Who Won Indian Law and Policy 2014? First Round Bracket — 6 of 8

Second part of the third category, people and parties.

# 2 Justice Sonia Sotomayor

Everyone’s favorite Supreme Court Justice. Wrote scholarly and compelling concurrence in the Bay Mills matter. Wrote amazing dissent in the affirmative action case.

v.

# 15 McAllen Grace Brethren Church

Won Fifth Circuit case, along with Lipan Apache members, which held that the Eagle Act regs might violate RFRA.

# 7 Hon. William Canby

Just published the sixth edition of his legendary Nutshell. He’s legendary too.

v.

# 10 Frank Pommersheim

Professor, lawyer, tribal judge, poet. Posted all of his tribal court opinions online, an absolutely incredible resource. Still stirring things up in South Dakota.

# 3 Hon. Keith Harper

Confirmed as Ambassador to the United Nations Human Rights Council. Went right after violence against Indigenous women and girls.

v.

# 14 Chris Deschene

An amazing year, so far unsuccessfully challenging the Diné language requirement to run for tribal office at Navajo.

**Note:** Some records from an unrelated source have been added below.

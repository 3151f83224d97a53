// SPDX-FileCopyrightText: 2026 Camara Bridge Contributors
// SPDX-License-Identifier: MIT OR Apache-2.0

//! reqwest implementation of [`camara_core::BackendTransport`].

pub mod client;

pub use client::{DEFAULT_TIMEOUT, HttpTransport};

# 6 Robert A. Williams, Jr.

Probably should get his own category that we could parse out through the years, but this year was on Moyers. Force of nature.

# 11 Dean Stacy Leeds and Prof. Angelique EagleWoman

Yeah, time passes quicker than I thought. Turns out their great book, “Mastering American Indian Law,” was a 2013 masterpiece. Ok.

The real # 11 — Authors of “Structuring Sovereignty”

My favorite book of 2014, Structuring Sovereignty is a wonderful scholarly survey of modern tribal constitutions. Melissa Tatum, Miriam Jorgensen, Mary Guss, and Sarah Deer (a second appearance in the game).